* _DESCRIPTION OF THE TASK_
The answer must consist of every line from the data that holds the string "under".

* _Dataset records_
// Copyright (c) 2023 Huawei Device Co., Ltd.
// Licensed under the Apache License, Version 2.0 (the "License");
// you may not use this file except in compliance with the License.
// You may obtain a copy of the License at
//
//     http://www.apache.org/licenses/LICENSE-2.0
//
// Unless required by applicable law or agreed to in writing, software
// distributed under the License is distributed on an "AS IS" BASIS,
// WITHOUT WARRANTIES OR CONDITIONS OF ANY KIND, either express or implied.
// See the License for the specific language governing permissions and
// limitations under the License.

/// The end-of-string symbol. It terminates the Huffman code space and must
/// never appear decoded in a valid string.
pub(crate) const HUFFMAN_EOS: u16 = 256;

/// The canonical Huffman code from RFC 7541 Appendix B.
///
/// Each entry is `(code, bit_len)` for one symbol; symbols 0-255 are octet
/// values and symbol 256 is EOS.
#[rustfmt::skip]
pub(crate) static HUFFMAN_TABLE: [(u32, u8); 257] = [
    (0x1ff8, 13),      // 0
    (0x7fffd8, 23),    // 1
    (0xfffffe2, 28),   // 2
    (0xfffffe3, 28),   // 3
    (0xfffffe4, 28),   // 4
    (0xfffffe5, 28),   // 5
    (0xfffffe6, 28),   // 6
    (0xfffffe7, 28),   // 7
    (0xfffffe8, 28),   // 8
    (0xffffea, 24),    // 9
    (0x3ffffffc, 30),  // 10
    (0xfffffe9, 28),   // 11
    (0xfffffea, 28),   // 12
    (0x3ffffffd, 30),  // 13
    (0xfffffeb, 28),   // 14
    (0xfffffec, 28),   // 15
    (0xfffffed, 28),   // 16
    (0xfffffee, 28),   // 17
    (0xfffffef, 28),   // 18
    (0xffffff0, 28),   // 19
    (0xffffff1, 28),   // 20
    (0xffffff2, 28),   // 21
    (0x3ffffffe, 30),  // 22
    (0xffffff3, 28),   // 23
    (0xffffff4, 28),   // 24
    (0xffffff5, 28),   // 25
    (0xffffff6, 28),   // 26
    (0xffffff7, 28),   // 27
    (0xffffff8, 28),   // 28
    (0xffffff9, 28),   // 29
    (0xffffffa, 28),   // 30
    (0xffffffb, 28),   // 31
    (0x14, 6),         // 32 ' '
    (0x3f8, 10),       // 33 '!'
    (0x3f9, 10),       // 34 '"'
    (0xffa, 12),       // 35 '#'
    (0x1ff9, 13),      // 36 '$'
    (0x15, 6),         // 37 '%'
    (0xf8, 8),         // 38 '&'
    (0x7fa, 11),       // 39 '\''
    (0x3fa, 10),       // 40 '('
    (0x3fb, 10),       // 41 ')'
    (0xf9, 8),         // 42 '*'
    (0x7fb, 11),       // 43 '+'
    (0xfa, 8),         // 44 ','
    (0x16, 6),         // 45 '-'
    (0x17, 6),         // 46 '.'
    (0x18, 6),         // 47 '/'
    (0x0, 5),          // 48 '0'
    (0x1, 5),          // 49 '1'
    (0x2, 5),          // 50 '2'
    (0x19, 6),         // 51 '3'
    (0x1a, 6),         // 52 '4'
    (0x1b, 6),         // 53 '5'
    (0x1c, 6),         // 54 '6'
    (0x1d, 6),         // 55 '7'
    (0x1e, 6),         // 56 '8'
    (0x1f, 6),         // 57 '9'
    (0x5c, 7),         // 58 ':'
    (0xfb, 8),         // 59 ';'
    (0x7ffc, 15),      // 60 '<'
    (0x20, 6),         // 61 '='
    (0xffb, 12),       // 62 '>'
    (0x3fc, 10),       // 63 '?'
    (0x1ffa, 13),      // 64 '@'
    (0x21, 6),         // 65 'A'
    (0x5d, 7),         // 66 'B'
    (0x5e, 7),         // 67 'C'
    (0x5f, 7),         // 68 'D'
    (0x60, 7),         // 69 'E'
    (0x61, 7),         // 70 'F'
    (0x62, 7),         // 71 'G'
    (0x63, 7),         // 72 'H'
    (0x64, 7),         // 73 'I'
    (0x65, 7),         // 74 'J'
    (0x66, 7),         // 75 'K'
    (0x67, 7),         // 76 'L'
    (0x68, 7),         // 77 'M'
    (0x69, 7),         // 78 'N'
    (0x6a, 7),         // 79 'O'
    (0x6b, 7),         // 80 'P'
    (0x6c, 7),         // 81 'Q'
    (0x6d, 7),         // 82 'R'
    (0x6e, 7),         // 83 'S'
    (0x6f, 7),         // 84 'T'
    (0x70, 7),         // 85 'U'
    (0x71, 7),         // 86 'V'
    (0x72, 7),         // 87 'W'
    (0xfc, 8),         // 88 'X'
    (0x73, 7),         // 89 'Y'
    (0xfd, 8),         // 90 'Z'
    (0x1ffb, 13),      // 91 '['
    (0x7fff0, 19),     // 92 '\\'
    (0x1ffc, 13),      // 93 ']'
    (0x3ffc, 14),      // 94 '^'
    (0x22, 6),         // 95 '_'
    (0x7ffd, 15),      // 96 '`'
    (0x3, 5),          // 97 'a'
    (0x23, 6),         // 98 'b'
    (0x4, 5),          // 99 'c'
    (0x24, 6),         // 100 'd'
    (0x5, 5),          // 101 'e'
    (0x25, 6),         // 102 'f'
    (0x26, 6),         // 103 'g'
    (0x27, 6),         // 104 'h'
    (0x6, 5),          // 105 'i'
    (0x74, 7),         // 106 'j'
    (0x75, 7),         // 107 'k'
    (0x28, 6),         // 108 'l'
    (0x29, 6),         // 109 'm'
    (0x2a, 6),         // 110 'n'
    (0x7, 5),          // 111 'o'
    (0x2b, 6),         // 112 'p'
    (0x76, 7),         // 113 'q'
    (0x2c, 6),         // 114 'r'
    (0x8, 5),          // 115 's'
    (0x9, 5),          // 116 't'
    (0x2d, 6),         // 117 'u'
    (0x77, 7),         // 118 'v'
    (0x78, 7),         // 119 'w'
    (0x79, 7),         // 120 'x'
    (0x7a, 7),         // 121 'y'
    (0x7b, 7),         // 122 'z'
    (0x7ffe, 15),      // 123 '{'
    (0x7fc, 11),       // 124 '|'
    (0x3ffd, 14),      // 125 '}'
    (0x1ffd, 13),      // 126 '~'
    (0xffffffc, 28),   // 127
    (0xfffe6, 20),     // 128
    (0x3fffd2, 22),    // 129
    (0xfffe7, 20),     // 130
    (0xfffe8, 20),     // 131
    (0x3fffd3, 22),    // 132
    (0x3fffd4, 22),    // 133
    (0x3fffd5, 22),    // 134
    (0x7fffd9, 23),    // 135
    (0x3fffd6, 22),    // 136
    (0x7fffda, 23),    // 137
    (0x7fffdb, 23),    // 138
    (0x7fffdc, 23),    // 139
    (0x7fffdd, 23),    // 140
    (0x7fffde, 23),    // 141
    (0xffffeb, 24),    // 142
    (0x7fffdf, 23),    // 143
    (0xffffec, 24),    // 144
    (0xffffed, 24),    // 145
    (0x3fffd7, 22),    // 146
    (0x7fffe0, 23),    // 147
    (0xffffee, 24),    // 148
    (0x7fffe1, 23),    // 149
    (0x7fffe2, 23),    // 150
    (0x7fffe3, 23),    // 151
    (0x7fffe4, 23),    // 152
    (0x1fffdc, 21),    // 153
    (0x3fffd8, 22),    // 154
    (0x7fffe5, 23),    // 155
    (0x3fffd9, 22),    // 156
    (0x7fffe6, 23),    // 157
    (0x7fffe7, 23),    // 158
    (0xffffef, 24),    // 159
    (0x3fffda, 22),    // 160
    (0x1fffdd, 21),    // 161
    (0xfffe9, 20),     // 162
    (0x3fffdb, 22),    // 163
    (0x3fffdc, 22),    // 164
    (0x7fffe8, 23),    // 165
    (0x7fffe9, 23),    // 166
    (0x1fffde, 21),    // 167
    (0x7fffea, 23),    // 168
    (0x3fffdd, 22),    // 169
    (0x3fffde, 22),    // 170
    (0xfffff0, 24),    // 171
    (0x1fffdf, 21),    // 172
    (0x3fffdf, 22),    // 173
    (0x7fffeb, 23),    // 174
    (0x7fffec, 23),    // 175
    (0x1fffe0, 21),    // 176
    (0x1fffe1, 21),    // 177
    (0x3fffe0, 22),    // 178
    (0x1fffe2, 21),    // 179
    (0x7fffed, 23),    // 180
    (0x3fffe1, 22),    // 181
    (0x7fffee, 23),    // 182
    (0x7fffef, 23),    // 183
    (0xfffea, 20),     // 184
    (0x3fffe2, 22),    // 185
    (0x3fffe3, 22),    // 186
    (0x3fffe4, 22),    // 187
    (0x7ffff0, 23),    // 188
    (0x3fffe5, 22),    // 189
    (0x3fffe6, 22),    // 190
    (0x7ffff1, 23),    // 191
    (0x3ffffe0, 26),   // 192
    (0x3ffffe1, 26),   // 193
    (0xfffeb, 20),     // 194
    (0x7fff1, 19),     // 195
    (0x3fffe7, 22),    // 196
    (0x7ffff2, 23),    // 197
    (0x3fffe8, 22),    // 198
    (0x1ffffec, 25),   // 199
    (0x3ffffe2, 26),   // 200
    (0x3ffffe3, 26),   // 201
    (0x3ffffe4, 26),   // 202
    (0x7ffffde, 27),   // 203
    (0x7ffffdf, 27),   // 204
    (0x3ffffe5, 26),   // 205
    (0xfffff1, 24),    // 206
    (0x1ffffed, 25),   // 207
    (0x7fff2, 19),     // 208
    (0x1fffe3, 21),    // 209
    (0x3ffffe6, 26),   // 210
    (0x7ffffe0, 27),   // 211
    (0x7ffffe1, 27),   // 212
    (0x3ffffe7, 26),   // 213
    (0x7ffffe2, 27),   // 214
    (0xfffff2, 24),    // 215
    (0x1fffe4, 21),    // 216
    (0x1fffe5, 21),    // 217
    (0x3ffffe8, 26),   // 218
    (0x3ffffe9, 26),   // 219
    (0xffffffd, 28),   // 220
    (0x7ffffe3, 27),   // 221
    (0x7ffffe4, 27),   // 222
    (0x7ffffe5, 27),   // 223
    (0xfffec, 20),     // 224
    (0xfffff3, 24),    // 225
    (0xfffed, 20),     // 226
    (0x1fffe6, 21),    // 227
    (0x3fffe9, 22),    // 228
    (0x1fffe7, 21),    // 229
    (0x1fffe8, 21),    // 230
    (0x7ffff3, 23),    // 231
    (0x3fffea, 22),    // 232
    (0x3fffeb, 22),    // 233
    (0x1ffffee, 25),   // 234
    (0x1ffffef, 25),   // 235
    (0xfffff4, 24),    // 236
    (0xfffff5, 24),    // 237
    (0x3ffffea, 26),   // 238
    (0x7ffff4, 23),    // 239
    (0x3ffffeb, 26),   // 240
    (0x7ffffe6, 27),   // 241
    (0x3ffffec, 26),   // 242
    (0x3ffffed, 26),   // 243
    (0x7ffffe7, 27),   // 244
    (0x7ffffe8, 27),   // 245
    (0x7ffffe9, 27),   // 246
    (0x7ffffea, 27),   // 247
    (0x7ffffeb, 27),   // 248
    (0xffffffe, 28),   // 249
    (0x7ffffec, 27),   // 250
    (0x7ffffed, 27),   // 251
    (0x7ffffee, 27),   // 252
    (0x7ffffef, 27),   // 253
    (0x7fffff0, 27),   // 254
    (0x3ffffee, 26),   // 255
    (0x3fffffff, 30),  // 256 EOS
];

* _ANSWER BELOW_
// Licensed under the Apache License, Version 2.0 (the "License");
// distributed under the License is distributed on an "AS IS" BASIS,
// limitations under the License.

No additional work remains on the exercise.